カールはそれを受け取りながら、炒め物や前菜のサラダ、オーブンで焼いたローストなど、出来上がっていく料理をきちんと並べていく。その姿はどこか手慣れていて、頼もしさすら感じられた。
ふと、アンナは動きを止め、静かにカールを見やった。
誰かと並んで、こんな風にキッチンに立ち、肩を並べて料理をする──。そんな当たり前の日常が、こんなにも穏やかで、心を満たすものだったのだと。
かつてグレイと共に過ごした時間。それとは違うけれど、今ここにあるぬくもりは、確かにアンナの心を優しく包み込んでいた。

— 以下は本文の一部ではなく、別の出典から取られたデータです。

//! Route table inspection commands.

use anyhow::{bail, Result};
use serde::Serialize;
use webforms_core::RouteValues;
use webforms_routing::RouteTable;

use super::{RoutesArgs, RoutesCommand};
use crate::context::Context;

/// Run the routes command.
pub fn run(args: RoutesArgs, ctx: &Context) -> Result<()> {
    let routes = ctx.route_table()?;
    match args.command {
        Some(RoutesCommand::List) | None => list_routes(&routes, ctx),
        Some(RoutesCommand::Match { path }) => match_route(&routes, &path, ctx),
        Some(RoutesCommand::Url { name, values }) => route_url(&routes, &name, &values, ctx),
    }
}

#[derive(Debug, Serialize)]
struct RouteInfo<'a> {
    name: &'a str,
    pattern: &'a str,
    virtual_path: &'a str,
}

#[derive(Debug, Serialize)]
struct MatchInfo<'a> {
    path: &'a str,
    route: Option<&'a str>,
    virtual_path: Option<String>,
    values: RouteValues,
}

#[derive(Debug, Serialize)]
struct UrlInfo<'a> {
    route: &'a str,
    url: String,
}

fn list_routes(routes: &RouteTable, ctx: &Context) -> Result<()> {
    let infos: Vec<RouteInfo<'_>> = routes
        .entries()
        .iter()
        .map(|entry| RouteInfo {
            name: entry.name(),
            pattern: entry.pattern().as_str(),
            virtual_path: entry.virtual_path(),
        })
        .collect();

    if ctx.output.is_json() {
        ctx.output.json(&infos);
        return Ok(());
    }

    ctx.output
        .header(&format!("Routes (application path {})", routes.application_path()));

    if infos.is_empty() {
        ctx.output.warn("No routes configured.");
        return Ok(());
    }

    let widths = [30, 35, 20];
    ctx.output.table_row(&["NAME", "PATTERN", "VIRTUAL PATH"], &widths);
    for info in &infos {
        ctx.output
            .table_row(&[info.name, info.pattern, info.virtual_path], &widths);
    }

    ctx.output.info("");
    ctx.output.info(&format!("Total: {} route(s)", infos.len()));
    Ok(())
}

fn match_route(routes: &RouteTable, path: &str, ctx: &Context) -> Result<()> {
    let info = match routes.match_path(path) {
        Some(matched) => MatchInfo {
            path,
            route: Some(matched.entry.name()),
            virtual_path: Some(routes.resolve_virtual_path(matched.entry.virtual_path())),
            values: matched.values,
        },
        None => MatchInfo {
            path,
            route: None,
            virtual_path: None,
            values: RouteValues::new(),
        },
    };

    if ctx.output.is_json() {
        ctx.output.json(&info);
        return Ok(());
    }

    let Some(route) = info.route else {
        ctx.output.warn(&format!("No route matches {}", path));
        return Ok(());
    };

    ctx.output.success(&format!("{} matches {}", path, route));
    if let Some(virtual_path) = &info.virtual_path {
        ctx.output.kv("page", virtual_path);
    }
    for (key, value) in info.values.iter() {
        ctx.output.kv(key, value);
    }
    Ok(())
}

fn route_url(routes: &RouteTable, name: &str, pairs: &[String], ctx: &Context) -> Result<()> {
    let values = parse_values(pairs)?;
    let url = routes.route_url(name, &values)?;

    if ctx.output.is_json() {
        ctx.output.json(&UrlInfo { route: name, url });
    } else {
        println!("{}", url);
    }
    Ok(())
}

/// Parse `key=value` arguments in order.
fn parse_values(pairs: &[String]) -> Result<RouteValues> {
    let mut values = RouteValues::new();
    for pair in pairs {
        let Some((key, value)) = pair.split_once('=') else {
            bail!("Route value '{}' must be written as key=value", pair);
        };
        if key.is_empty() {
            bail!("Route value '{}' has an empty key", pair);
        }
        values.insert(key, value);
    }
    Ok(values)
}

#[cfg(test)]
mod tests {
    use super::*;

    #[test]
    fn test_parse_values() {
        let values = parse_values(&["categoryName=MyTest".into(), "page=2".into()]).unwrap();

        assert_eq!(values.get("categoryname"), Some("MyTest"));
        assert_eq!(values.get("page"), Some("2"));
        assert_eq!(values.keys().collect::<Vec<_>>(), vec!["categoryName", "page"]);
    }

    #[test]
    fn test_parse_values_keeps_equals_in_value() {
        let values = parse_values(&["q=a=b".into()]).unwrap();
        assert_eq!(values.get("q"), Some("a=b"));
    }

    #[test]
    fn test_parse_values_rejects_malformed() {
        assert!(parse_values(&["novalue".into()]).is_err());
        assert!(parse_values(&["=x".into()]).is_err());
    }
}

(……これが、前に進むってことなのかもしれないわね)
ふいにカールが視線に気づき、振り返る。
「ん? どうした、アンナ」
「……いいえ、なんでもない。これで準備はいいわね、あとは来るのを待ちましょう」
「十分前か。そろそろトラヴァスが迎えに行ってっ頃かもな!」
アンナは手を止めて、小さく笑った。カールが整えたグラスの縁が、窓から差し込む光を受けて、きらきらと淡く光っていた。
もうすぐふたりが来る──そう思うだけで、胸の奥がふわりと弾んだ。